▶ **EXTRACTED ENTRIES**:
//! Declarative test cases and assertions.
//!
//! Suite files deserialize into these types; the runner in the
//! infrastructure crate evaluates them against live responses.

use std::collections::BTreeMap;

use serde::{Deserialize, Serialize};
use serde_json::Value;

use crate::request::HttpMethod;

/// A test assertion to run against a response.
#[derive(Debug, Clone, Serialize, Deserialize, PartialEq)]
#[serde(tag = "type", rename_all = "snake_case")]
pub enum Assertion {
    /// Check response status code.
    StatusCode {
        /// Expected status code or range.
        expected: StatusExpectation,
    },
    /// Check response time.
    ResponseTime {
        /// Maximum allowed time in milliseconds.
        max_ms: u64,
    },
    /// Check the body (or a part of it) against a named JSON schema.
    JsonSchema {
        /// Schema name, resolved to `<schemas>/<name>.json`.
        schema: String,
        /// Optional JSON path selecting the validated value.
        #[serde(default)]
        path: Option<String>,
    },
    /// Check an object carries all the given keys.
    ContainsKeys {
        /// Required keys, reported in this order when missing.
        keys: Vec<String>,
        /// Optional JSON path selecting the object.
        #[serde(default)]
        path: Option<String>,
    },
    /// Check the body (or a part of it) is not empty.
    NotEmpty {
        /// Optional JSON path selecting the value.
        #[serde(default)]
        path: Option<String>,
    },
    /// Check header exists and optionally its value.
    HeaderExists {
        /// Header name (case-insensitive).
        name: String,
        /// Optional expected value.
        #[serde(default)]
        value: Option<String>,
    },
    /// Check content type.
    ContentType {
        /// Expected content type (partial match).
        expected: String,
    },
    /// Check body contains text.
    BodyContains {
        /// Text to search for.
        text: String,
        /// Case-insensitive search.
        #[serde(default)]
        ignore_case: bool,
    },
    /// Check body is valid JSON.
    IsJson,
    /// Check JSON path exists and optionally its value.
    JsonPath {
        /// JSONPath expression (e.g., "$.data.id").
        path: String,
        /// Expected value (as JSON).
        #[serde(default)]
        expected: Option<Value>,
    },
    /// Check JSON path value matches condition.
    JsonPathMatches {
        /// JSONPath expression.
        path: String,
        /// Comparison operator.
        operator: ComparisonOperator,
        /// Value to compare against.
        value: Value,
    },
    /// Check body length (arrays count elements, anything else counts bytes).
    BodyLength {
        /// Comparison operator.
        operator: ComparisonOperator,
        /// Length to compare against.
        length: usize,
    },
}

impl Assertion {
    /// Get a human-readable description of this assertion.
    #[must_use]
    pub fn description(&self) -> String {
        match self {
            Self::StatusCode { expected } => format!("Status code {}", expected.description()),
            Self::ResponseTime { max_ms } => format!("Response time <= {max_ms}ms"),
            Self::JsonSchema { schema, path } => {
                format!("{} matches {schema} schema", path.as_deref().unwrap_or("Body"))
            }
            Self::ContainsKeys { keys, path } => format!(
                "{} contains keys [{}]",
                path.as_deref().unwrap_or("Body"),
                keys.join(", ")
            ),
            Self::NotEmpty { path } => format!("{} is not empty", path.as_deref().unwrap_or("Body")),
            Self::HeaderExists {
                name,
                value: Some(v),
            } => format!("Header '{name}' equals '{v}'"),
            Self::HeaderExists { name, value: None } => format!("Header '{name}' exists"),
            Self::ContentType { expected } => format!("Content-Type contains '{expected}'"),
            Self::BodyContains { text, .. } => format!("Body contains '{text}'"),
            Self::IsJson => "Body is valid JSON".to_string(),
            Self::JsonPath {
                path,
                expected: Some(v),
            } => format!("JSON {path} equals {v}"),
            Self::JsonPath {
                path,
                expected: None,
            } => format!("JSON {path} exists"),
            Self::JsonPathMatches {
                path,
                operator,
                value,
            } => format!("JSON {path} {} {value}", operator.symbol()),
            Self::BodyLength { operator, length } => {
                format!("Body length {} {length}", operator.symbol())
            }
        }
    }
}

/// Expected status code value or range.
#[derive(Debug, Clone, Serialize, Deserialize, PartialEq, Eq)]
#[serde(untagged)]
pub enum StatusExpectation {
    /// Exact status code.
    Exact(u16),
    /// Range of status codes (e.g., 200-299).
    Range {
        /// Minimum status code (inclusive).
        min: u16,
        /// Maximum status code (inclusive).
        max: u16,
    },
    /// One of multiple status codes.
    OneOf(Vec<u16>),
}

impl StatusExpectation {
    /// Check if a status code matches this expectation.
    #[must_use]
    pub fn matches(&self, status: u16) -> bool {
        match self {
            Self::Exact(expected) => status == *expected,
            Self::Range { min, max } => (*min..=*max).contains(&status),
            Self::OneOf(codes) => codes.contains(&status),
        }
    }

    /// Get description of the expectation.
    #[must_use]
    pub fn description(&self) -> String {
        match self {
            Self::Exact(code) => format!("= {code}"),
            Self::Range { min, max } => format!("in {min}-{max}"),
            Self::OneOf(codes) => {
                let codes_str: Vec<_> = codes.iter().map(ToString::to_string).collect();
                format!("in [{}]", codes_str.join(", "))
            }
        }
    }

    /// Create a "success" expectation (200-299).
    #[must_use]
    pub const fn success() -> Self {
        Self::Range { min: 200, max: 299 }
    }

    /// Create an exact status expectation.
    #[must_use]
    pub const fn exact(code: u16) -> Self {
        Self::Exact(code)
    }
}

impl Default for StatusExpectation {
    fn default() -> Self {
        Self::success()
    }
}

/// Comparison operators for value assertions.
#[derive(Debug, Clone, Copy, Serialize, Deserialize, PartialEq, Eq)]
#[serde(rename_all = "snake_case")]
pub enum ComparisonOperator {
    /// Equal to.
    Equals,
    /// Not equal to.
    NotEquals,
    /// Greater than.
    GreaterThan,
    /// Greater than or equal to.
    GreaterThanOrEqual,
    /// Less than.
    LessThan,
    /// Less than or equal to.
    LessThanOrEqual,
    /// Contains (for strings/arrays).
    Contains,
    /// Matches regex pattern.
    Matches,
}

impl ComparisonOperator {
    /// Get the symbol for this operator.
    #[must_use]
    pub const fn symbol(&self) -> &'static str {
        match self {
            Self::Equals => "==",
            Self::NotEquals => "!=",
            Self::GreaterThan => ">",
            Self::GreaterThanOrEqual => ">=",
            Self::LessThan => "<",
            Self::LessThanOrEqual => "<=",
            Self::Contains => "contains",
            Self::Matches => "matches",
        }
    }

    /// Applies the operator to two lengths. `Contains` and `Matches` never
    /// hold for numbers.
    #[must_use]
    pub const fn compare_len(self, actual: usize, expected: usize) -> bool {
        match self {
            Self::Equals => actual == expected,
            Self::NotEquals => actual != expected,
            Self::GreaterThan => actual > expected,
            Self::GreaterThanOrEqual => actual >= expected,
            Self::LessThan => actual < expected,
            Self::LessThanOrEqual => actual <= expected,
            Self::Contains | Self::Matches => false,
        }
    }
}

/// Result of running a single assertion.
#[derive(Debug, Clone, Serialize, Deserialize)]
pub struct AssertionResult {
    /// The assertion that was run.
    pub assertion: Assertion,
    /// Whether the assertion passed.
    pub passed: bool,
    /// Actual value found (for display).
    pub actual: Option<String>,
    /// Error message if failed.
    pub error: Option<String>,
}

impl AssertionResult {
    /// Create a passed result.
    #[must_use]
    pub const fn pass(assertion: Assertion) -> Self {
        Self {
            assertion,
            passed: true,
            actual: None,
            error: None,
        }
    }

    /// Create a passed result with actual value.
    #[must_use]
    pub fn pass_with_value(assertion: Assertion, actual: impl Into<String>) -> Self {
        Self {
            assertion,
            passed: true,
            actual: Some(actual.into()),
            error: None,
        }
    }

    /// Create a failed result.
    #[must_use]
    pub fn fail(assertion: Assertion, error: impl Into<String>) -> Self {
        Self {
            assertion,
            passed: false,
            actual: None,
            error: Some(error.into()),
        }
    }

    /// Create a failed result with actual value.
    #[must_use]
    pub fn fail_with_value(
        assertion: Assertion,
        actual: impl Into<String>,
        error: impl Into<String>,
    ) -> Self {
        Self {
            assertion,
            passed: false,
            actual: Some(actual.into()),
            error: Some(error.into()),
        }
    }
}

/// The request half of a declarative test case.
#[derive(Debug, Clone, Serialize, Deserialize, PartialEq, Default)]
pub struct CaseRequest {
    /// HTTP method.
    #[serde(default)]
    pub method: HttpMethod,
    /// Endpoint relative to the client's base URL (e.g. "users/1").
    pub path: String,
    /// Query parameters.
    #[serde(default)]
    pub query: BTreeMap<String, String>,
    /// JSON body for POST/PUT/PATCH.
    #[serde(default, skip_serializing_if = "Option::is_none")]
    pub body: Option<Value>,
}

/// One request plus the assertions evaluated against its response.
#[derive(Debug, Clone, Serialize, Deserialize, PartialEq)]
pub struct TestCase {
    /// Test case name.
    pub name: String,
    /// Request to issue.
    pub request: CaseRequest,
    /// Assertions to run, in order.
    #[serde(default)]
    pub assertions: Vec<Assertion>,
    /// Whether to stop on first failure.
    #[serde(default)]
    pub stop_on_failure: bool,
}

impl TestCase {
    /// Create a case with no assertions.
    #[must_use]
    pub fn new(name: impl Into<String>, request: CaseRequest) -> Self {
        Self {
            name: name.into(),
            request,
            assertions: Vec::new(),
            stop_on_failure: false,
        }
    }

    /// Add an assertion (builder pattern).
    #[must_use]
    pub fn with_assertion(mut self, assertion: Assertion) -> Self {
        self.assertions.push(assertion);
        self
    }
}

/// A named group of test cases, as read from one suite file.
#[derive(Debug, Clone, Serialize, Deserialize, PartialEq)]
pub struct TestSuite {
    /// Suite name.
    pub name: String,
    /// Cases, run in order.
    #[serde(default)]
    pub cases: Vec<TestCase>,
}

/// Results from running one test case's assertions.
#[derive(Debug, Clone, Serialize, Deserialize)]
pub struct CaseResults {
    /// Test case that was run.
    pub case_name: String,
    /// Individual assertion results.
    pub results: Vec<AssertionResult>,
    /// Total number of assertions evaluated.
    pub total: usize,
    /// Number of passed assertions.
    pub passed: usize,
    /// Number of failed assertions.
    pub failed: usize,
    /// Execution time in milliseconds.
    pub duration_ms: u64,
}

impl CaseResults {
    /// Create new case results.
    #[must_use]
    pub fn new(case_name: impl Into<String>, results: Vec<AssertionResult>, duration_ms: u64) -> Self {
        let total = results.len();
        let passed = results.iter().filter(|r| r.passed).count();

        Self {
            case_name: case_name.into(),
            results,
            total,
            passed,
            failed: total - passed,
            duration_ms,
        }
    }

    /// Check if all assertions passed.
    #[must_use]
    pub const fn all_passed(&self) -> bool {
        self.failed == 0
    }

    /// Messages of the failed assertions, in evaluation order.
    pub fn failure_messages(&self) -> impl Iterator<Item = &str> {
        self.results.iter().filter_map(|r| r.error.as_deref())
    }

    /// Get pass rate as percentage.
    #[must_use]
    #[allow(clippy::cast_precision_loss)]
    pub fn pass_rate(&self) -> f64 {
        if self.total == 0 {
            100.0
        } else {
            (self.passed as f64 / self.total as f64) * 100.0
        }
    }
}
* * *
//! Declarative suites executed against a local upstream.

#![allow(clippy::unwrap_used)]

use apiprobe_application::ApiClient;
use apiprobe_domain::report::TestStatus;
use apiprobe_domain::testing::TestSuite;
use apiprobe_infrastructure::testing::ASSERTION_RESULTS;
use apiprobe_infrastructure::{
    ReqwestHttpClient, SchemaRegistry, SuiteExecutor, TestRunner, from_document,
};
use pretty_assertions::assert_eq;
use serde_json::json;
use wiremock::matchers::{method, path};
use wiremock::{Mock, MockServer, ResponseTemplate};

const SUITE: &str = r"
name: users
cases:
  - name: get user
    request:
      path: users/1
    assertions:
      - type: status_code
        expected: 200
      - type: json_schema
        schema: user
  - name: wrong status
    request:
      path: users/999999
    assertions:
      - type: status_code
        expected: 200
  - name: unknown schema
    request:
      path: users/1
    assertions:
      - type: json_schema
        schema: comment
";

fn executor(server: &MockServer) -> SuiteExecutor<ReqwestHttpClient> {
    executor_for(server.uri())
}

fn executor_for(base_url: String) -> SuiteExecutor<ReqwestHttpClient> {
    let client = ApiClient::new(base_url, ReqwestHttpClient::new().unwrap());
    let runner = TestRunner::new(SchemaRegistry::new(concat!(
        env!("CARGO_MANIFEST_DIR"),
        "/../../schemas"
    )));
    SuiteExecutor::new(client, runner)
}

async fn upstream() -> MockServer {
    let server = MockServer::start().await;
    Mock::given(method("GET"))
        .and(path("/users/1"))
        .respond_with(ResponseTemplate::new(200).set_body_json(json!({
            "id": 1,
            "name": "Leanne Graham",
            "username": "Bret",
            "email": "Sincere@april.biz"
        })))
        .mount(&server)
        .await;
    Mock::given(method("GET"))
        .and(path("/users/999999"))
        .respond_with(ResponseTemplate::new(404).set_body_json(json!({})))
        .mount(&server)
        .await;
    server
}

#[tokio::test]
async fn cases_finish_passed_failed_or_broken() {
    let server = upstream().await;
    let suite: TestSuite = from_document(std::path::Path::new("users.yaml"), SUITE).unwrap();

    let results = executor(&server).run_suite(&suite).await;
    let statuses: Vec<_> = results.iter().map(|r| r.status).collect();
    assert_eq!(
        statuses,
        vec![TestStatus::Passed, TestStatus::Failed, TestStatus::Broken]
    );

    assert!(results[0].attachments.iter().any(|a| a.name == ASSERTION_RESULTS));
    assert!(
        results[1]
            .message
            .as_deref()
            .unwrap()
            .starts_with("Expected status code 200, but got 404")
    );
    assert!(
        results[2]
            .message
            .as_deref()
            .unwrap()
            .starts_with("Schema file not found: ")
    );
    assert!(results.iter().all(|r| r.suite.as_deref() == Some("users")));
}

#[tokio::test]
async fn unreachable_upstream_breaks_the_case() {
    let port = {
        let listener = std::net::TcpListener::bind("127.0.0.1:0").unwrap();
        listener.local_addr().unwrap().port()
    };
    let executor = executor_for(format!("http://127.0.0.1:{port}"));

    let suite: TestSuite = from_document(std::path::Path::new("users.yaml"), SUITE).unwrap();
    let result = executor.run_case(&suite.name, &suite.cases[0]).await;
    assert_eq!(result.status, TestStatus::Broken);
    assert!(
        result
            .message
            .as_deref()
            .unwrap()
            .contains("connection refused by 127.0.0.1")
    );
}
--
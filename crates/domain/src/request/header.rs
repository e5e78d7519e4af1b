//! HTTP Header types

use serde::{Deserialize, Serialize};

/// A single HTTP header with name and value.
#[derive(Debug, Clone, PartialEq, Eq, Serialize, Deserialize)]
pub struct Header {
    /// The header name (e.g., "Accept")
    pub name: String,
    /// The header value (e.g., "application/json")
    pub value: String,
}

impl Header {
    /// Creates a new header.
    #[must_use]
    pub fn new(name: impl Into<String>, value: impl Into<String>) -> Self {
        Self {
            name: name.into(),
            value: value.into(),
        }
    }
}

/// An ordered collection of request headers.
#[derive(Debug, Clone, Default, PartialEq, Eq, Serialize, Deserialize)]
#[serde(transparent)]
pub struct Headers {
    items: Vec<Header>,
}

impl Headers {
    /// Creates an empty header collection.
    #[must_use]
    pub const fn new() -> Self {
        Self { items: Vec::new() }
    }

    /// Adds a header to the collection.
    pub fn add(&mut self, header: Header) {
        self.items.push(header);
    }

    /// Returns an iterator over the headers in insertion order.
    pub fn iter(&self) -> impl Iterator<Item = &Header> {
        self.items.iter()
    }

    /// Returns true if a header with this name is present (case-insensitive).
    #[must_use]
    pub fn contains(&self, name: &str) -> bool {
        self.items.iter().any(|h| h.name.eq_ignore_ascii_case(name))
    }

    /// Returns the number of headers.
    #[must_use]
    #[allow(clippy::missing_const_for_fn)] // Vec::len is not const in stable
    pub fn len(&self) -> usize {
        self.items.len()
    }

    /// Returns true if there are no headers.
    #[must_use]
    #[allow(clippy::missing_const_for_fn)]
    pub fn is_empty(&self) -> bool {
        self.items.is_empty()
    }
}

▶ **EXERCISE DESCRIPTION**: Look through the data above and report every line in which "inclusive" appears.

▶ **WRITTEN ANSWER**:
        /// Minimum status code (inclusive).
        /// Maximum status code (inclusive).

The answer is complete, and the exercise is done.